Inzwischen hat Dr. Thomas Ott in akribischer Arbeit die über 1700 Exponate im Museum und brandsicheren Archivdepot digital erfasst. Ihm und auch den langjährigen Museumsbetreuern Gertraud Haug und ihrem verstorbenen Ehemann Wolfgang galt der besondere Dank von Monsignore Gottfried Fellner und Helmut Schmidbauer.

Derzeit liegt der Schwerpunkt bei der Umgestaltung des kleineren Raumes. Er soll ganz dem genialen Baumeister gewidmet werden und bis zum Jubiläum im Juni 2018 (280 Jahre Tränenwunder - 30 Jahre Museum) als „Dominikus Zimmermann-Stüberl“ eröffnet werden.
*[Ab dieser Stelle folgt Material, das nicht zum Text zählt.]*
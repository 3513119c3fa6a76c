// SPDX-FileCopyrightText: 2025 Moritz Neeb <nt4u@kpvn.de>
//
// SPDX-License-Identifier: AGPL-3.0-or-later

//! Demo-binary CLI, gated behind the `executable-deps` feature exactly like
//! the reference daemon gates its own binary-only dependencies.

use clap::{Parser, Subcommand};

#[derive(Parser)]
#[command(version, about, long_about = None)]
#[command(propagate_version = true)]
pub struct Cli {
    #[command(subcommand)]
    pub command: Commands,
    /// Enable debug-level logging.
    #[arg(long, global = true)]
    pub debug: bool,
}

#[derive(Subcommand)]
pub enum Commands {
    /// Spin up an in-process multi-document registry behind a toy
    /// line-oriented demo transport, for manually exercising pushes and pulls.
    Serve {
        /// Address to listen on. Defaults to the configured/default bind address.
        #[arg(long, env = "BRAID_BIND_ADDR")]
        bind: Option<String>,
    },
    /// Run one of the convergence scenarios (s1-s6) and print whether the
    /// participating clients converged.
    Simulate {
        /// Which scenario to run: s1, s2, s3, s4, s5, or s6. Defaults to
        /// running all of them in sequence.
        #[arg(long)]
        scenario: Option<String>,
    },
}

#[test]
fn verify() {
    use clap::CommandFactory as _;
    Cli::command().debug_assert();
}
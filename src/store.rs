// SPDX-FileCopyrightText: 2025 Moritz Neeb <nt4u@kpvn.de>
//
// SPDX-License-Identifier: AGPL-3.0-or-later

//! The document store collaborator: persistence is an external concern the
//! core only depends on through a narrow trait.

use async_trait::async_trait;
use std::collections::HashMap;
use tokio::sync::Mutex;

use crate::op::Operation;

/// The persisted state of one document.
#[derive(Debug, Clone, Default)]
pub struct StoredDocument {
    pub content: String,
    pub revision: u64,
    pub history: Vec<Operation>,
}

/// Load/save collaborator for `(content, revision, history)`.
///
/// A successful [`DocumentStore::save`] must be atomic with respect to
/// concurrent [`DocumentStore::load`]s of the same `doc_id`; the in-memory
/// implementation below gets this for free from its mutex, a networked
/// implementation (Redis and friends) must provide an equivalent guarantee
/// itself.
#[async_trait]
pub trait DocumentStore: Send + Sync {
    async fn load(&self, doc_id: &str) -> Option<StoredDocument>;

    /// Persist the full document state. `history_append` is the slice of
    /// history entries appended since the last save, provided so an
    /// implementation may choose to append incrementally instead of
    /// rewriting the whole history.
    ///
    /// On failure, the caller must not advance its in-memory `revision` or
    /// emit an Ack — the document session never mutates its committed state
    /// until this returns `Ok`.
    async fn save(
        &self,
        doc_id: &str,
        content: &str,
        revision: u64,
        history_append: &[Operation],
    ) -> anyhow::Result<()>;
}

/// An in-memory [`DocumentStore`], sufficient for the demo binary and for
/// integration tests. Not durable across process restarts.
#[derive(Default)]
pub struct InMemoryStore {
    docs: Mutex<HashMap<String, StoredDocument>>,
}

impl InMemoryStore {
    #[must_use]
    pub fn new() -> Self {
        Self::default()
    }
}

#[async_trait]
impl DocumentStore for InMemoryStore {
    async fn load(&self, doc_id: &str) -> Option<StoredDocument> {
        self.docs.lock().await.get(doc_id).cloned()
    }

    async fn save(
        &self,
        doc_id: &str,
        content: &str,
        revision: u64,
        history_append: &[Operation],
    ) -> anyhow::Result<()> {
        let mut docs = self.docs.lock().await;
        let entry = docs.entry(doc_id.to_string()).or_default();
        entry.content = content.to_string();
        entry.revision = revision;
        entry.history.extend_from_slice(history_append);
        Ok(())
    }
}

#[cfg(test)]
mod tests {
    use super::*;
    use pretty_assertions::assert_eq;

    #[tokio::test]
    async fn load_of_unknown_doc_is_none() {
        let store = InMemoryStore::new();
        assert!(store.load("missing").await.is_none());
    }

    #[tokio::test]
    async fn save_then_load_round_trips() {
        let store = InMemoryStore::new();
        let mut op = Operation::new();
        op.insert("hi");
        store.save("doc-1", "hi", 1, &[op.clone()]).await.unwrap();

        let loaded = store.load("doc-1").await.unwrap();
        assert_eq!(loaded.content, "hi");
        assert_eq!(loaded.revision, 1);
        assert_eq!(loaded.history, vec![op]);
    }
}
aus: Schongauer Nachrichten vom Freitag, 22. September 2017, Gerhard Heiß

Die neue Vorstandschaft
Die neue Vorstandschaft

Bei den Neuwahlen erhielten zweiter Vorsitzender und Schriftführer Thomas Maurer, Peiting, Kassenverwalter Albert Lengger, Schongau, und Beisitzer Michael Lautenbacher, Peiting, das einstimmige Vertrauen der Mitglieder. Monsignore Gottfried Fellner gehört als Kustos der Wies dem Verein als erster Vorsitzender automatisch an. Ebenso wie Museumskurator Helmut Schmidbauer und Domkapitular Dr. Wolfgang Hacker als Vertreter der Diözese Augsburg.